L'Encyclopédie sur la mort


Bernanos Georges

Bernanos GeorgesDès l’enfance, Georges Bernanos fut tourmenté par l’angoisse de la mort. Cette hantise est présente dans ses œuvres, et en particulier dans Le dialogue des carmélites, écrit en Tunisie alors qu’il est gravement malade du foie : « Peur... Peur de la mort ... Le Christ lui-même au Mont des Oliviers a eu peur de la mort…» Le deuil de son enfance et de son innocence jouent un rôle important de sa personnalité et de ses personnages: «Certes ma vie est déjà pleine de morts. Mais le plus mort des morts est le petit garçon que je fus. Et pourtant, l’heure venue, c’est pourtant lui qui reprendra sa place à la tête de ma vie, rassemblera mes pauvres années jusqu’à la dernière, et comme un jeune chef ses vétérans, ralliant la troupe en désordre, entrera le premier dans la maison du père ». (G. Bernanos, «Préface», Les Grands Cimetières sous la lune, I, p. 354)

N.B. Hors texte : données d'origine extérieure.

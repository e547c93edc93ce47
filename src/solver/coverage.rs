//! Letter-coverage heuristic ranking
//!
//! Scores a word by how many words in a reference set share its distinct
//! letters. Words covering common letters rank first, which makes them good
//! cheap probes when full entropy evaluation is too expensive.

use crate::core::Word;

/// Per-letter counts of how many words in `words` contain each letter
///
/// Each word contributes at most once per letter (set semantics).
#[must_use]
pub fn letter_frequencies(words: &[Word]) -> [u32; 26] {
    let mut freqs = [0u32; 26];
    for word in words {
        let mut seen = [false; 26];
        for &b in word.bytes() {
            let slot = usize::from(b - b'a');
            if !seen[slot] {
                seen[slot] = true;
                freqs[slot] += 1;
            }
        }
    }
    freqs
}

/// Coverage score of a word against precomputed letter frequencies
///
/// Sum over the word's distinct letters of the frequency of each letter.
/// Repeated letters count once.
#[must_use]
pub fn coverage_score(word: &Word, freqs: &[u32; 26]) -> u32 {
    let mut seen = [false; 26];
    let mut total = 0;
    for &b in word.bytes() {
        let slot = usize::from(b - b'a');
        if !seen[slot] {
            seen[slot] = true;
            total += freqs[slot];
        }
    }
    total
}

/// Rank words by descending coverage score over the set itself
///
/// The sort is stable, so equal-scoring words keep their load order.
#[must_use]
pub fn rank_by_coverage(words: &[Word]) -> Vec<Word> {
    let freqs = letter_frequencies(words);
    let mut ranked: Vec<Word> = words.to_vec();
    ranked.sort_by(|a, b| coverage_score(b, &freqs).cmp(&coverage_score(a, &freqs)));
    ranked
}
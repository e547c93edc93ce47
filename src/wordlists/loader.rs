//! Word list loading
//!
//! Loads the legal word list from a plain text file, one word per line.
//! Words that do not match the configured length are dropped here, before
//! they ever reach the solver.

use crate::core::Word;
use std::fs;
use std::io;
use std::path::Path;

/// Parse words out of word list text, skipping invalid entries
///
/// Lines are trimmed and lowercased; blank lines and words of the wrong
/// length or with non-letter characters are ignored.
#[must_use]
pub fn words_from_text(content: &str) -> Vec<Word> {
    content
        .lines()
        .filter_map(|line| {
            let trimmed = line.trim();
            if trimmed.is_empty() {
                None
            } else {
                Word::new(trimmed).ok()
            }
        })
        .collect()
}

/// Load words from a file
///
/// # Errors
/// Returns an I/O error if the file cannot be read.
///
/// # Examples
/// ```no_run
/// use infoguess::wordlists::load_words;
///
/// let words = load_words("files/words.txt").unwrap();
/// println!("Loaded {} words", words.len());
/// ```
pub fn load_words<P: AsRef<Path>>(path: P) -> io::Result<Vec<Word>> {
    let content = fs::read_to_string(path)?;
    Ok(words_from_text(&content))
}

#[cfg(test)]
mod tests {
    use super::*;

    #[test]
    fn words_from_text_keeps_valid_words() {
        let words = words_from_text("crane\nslate\nirate\n");
        assert_eq!(words.len(), 3);
        assert_eq!(words[0].text(), "crane");
        assert_eq!(words[2].text(), "irate");
    }

    #[test]
    fn words_from_text_skips_invalid_entries() {
        let words = words_from_text("crane\ntoolong\nabc\n\n  slate  \n");
        let texts: Vec<&str> = words.iter().map(Word::text).collect();
        assert_eq!(texts, vec!["crane", "slate"]);
    }

    #[test]
    fn words_from_text_normalizes_case() {
        let words = words_from_text("CRANE\nSlate\n");
        assert_eq!(words[0].text(), "crane");
        assert_eq!(words[1].text(), "slate");
    }

    #[test]
    fn words_from_text_empty_input() {
        assert!(words_from_text("").is_empty());
        assert!(words_from_text("\n\n\n").is_empty());
    }
}
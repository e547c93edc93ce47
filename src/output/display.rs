//! Display functions for command results

use super::formatters::colorize_guess;
use crate::commands::AutoplayReport;
use colored::Colorize;

/// Print the turn-by-turn result of an autoplay run
pub fn print_autoplay_report(report: &AutoplayReport) {
    for (i, step) in report.steps.iter().enumerate() {
        println!(
            "Guess {}: {} | entropy={:.3} bits | search space={} | feedback={}",
            i + 1,
            colorize_guess(&step.guess, step.feedback),
            step.entropy,
            step.pool_size,
            step.feedback,
        );
    }

    if report.solved {
        println!(
            "{}",
            format!(
                "Cracked {} in {} {}",
                report.answer.text().to_uppercase(),
                report.steps.len(),
                if report.steps.len() == 1 {
                    "guess"
                } else {
                    "guesses"
                }
            )
            .bright_green()
            .bold()
        );
    } else {
        println!(
            "{}",
            "Failed to crack the word within the allotted steps."
                .bright_red()
                .bold()
        );
    }
}
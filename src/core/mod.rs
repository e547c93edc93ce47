//! Core domain types
//!
//! Fundamental types for words and feedback patterns. Everything here is
//! pure and has clear mathematical properties.

mod pattern;
mod word;

pub use pattern::{PATTERN_COUNT, Pattern, PatternError};
pub use word::{WORD_LEN, Word, WordError};
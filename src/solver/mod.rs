//! Guess selection algorithms
//!
//! Entropy scoring, the coverage heuristic, guess space pruning, and the
//! engine that ties them together.

pub mod coverage;
mod engine;
mod entropy;
pub mod pruner;

pub use engine::{Solver, SolverConfig, SolverError};
pub use entropy::expected_information;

«Peu de temps avant sa mort, Zweig* avait rencontré au Brésil un autre exilé, Georges Bernanos. Installé depuis août 1940 à Barbacena, dans une petite maison au flanc d'une colline dénommée “La Croix des âmes”, celui-ci reçut chaleureusement l’écrivain autrichien et tenta de le convaincre de poursuivre la lutte. «Zweig était défiguré, triste, abattu, sans espoir, plein de pensées funestes. Bernanos l’encourageait, lui parlait doucement», raconta un des témoins de cette rencontre, l’écrivain brésilien Geraldo França de Lima. Après le départ du couple, Bernanos confia à Geraldo França de Lima: «il est en train de mourir.» Quand on l’informa du suicide du couple, le vieux combattant des Grands cimetières sous la lune pleura de douleur et aussi de colère, appuyé sur sa canne. Parti lui aussi au Brésil pour fuir le nazisme, il n’avait rien pu faire pour ramener l’auteur viennois dans le monde des vivants. Bernanos lui en voulait de ne pas s’être battu jusqu’au bout, lui qui continuait à croire à la défaite de l’Axe.» («Tombeau de Stefan Zweig (3) : l'exilé des hommes», publié le 30 janvier 2009 par Doespirito : http://www.paperblog.fr/1537140/tombeau-de-stefan-zweig-3-l-exile-des-hommes/
La rencontre de ces deux écrivains au Brésil est racontée par Laurent Seksik dans son roman biographique: Les derniers jours de Stefan Zweig, Flammarion, 2010, p. 145-151. Voici un extrait de leur conversation:

«Ils échangèrent des nouvelles d'écrivains en exil. Jules Romains* au Mexique, Roger Caillois* (voir < Document('Vie_et_mort--Duree_et_destin_par_Roger_Caillois') à Buenos Aires et tous les autres à New York. Caillois avait offert à Bernanos une tribune dans Les Lettres françaises. "Ce serait bien que vous y écriviez aussi... Un simple article de votre main, cela aura de la valeur. Un texte de Zweig dans cette Amérique du Sud qui vous admire et vous célèbre, cette bouteille à la mer lancée vers la France, où l'on vous aime aussi, ça n'aurait pas de prix." Zweig ne voulait pas entendre parler d'engagement, ni d'appels à la guerre* aux peuples d'Amérique du Sud. Une seule question le taraudait. Roger Martin du Gard lui avait confié dans une lettre que Bernanos était sujet à de terribles accès de désespoir. Il aurait aimé interroger son hôte sur la véracité de ses allégations. Était-il possible qu'un tel colosse pût également souffrir des affres de la solitude et de l'exil. Mais il renonça à aborder le sujet: l'homme en face paraissait dormir du soleil du juste.» (op. cit., p. 145-146)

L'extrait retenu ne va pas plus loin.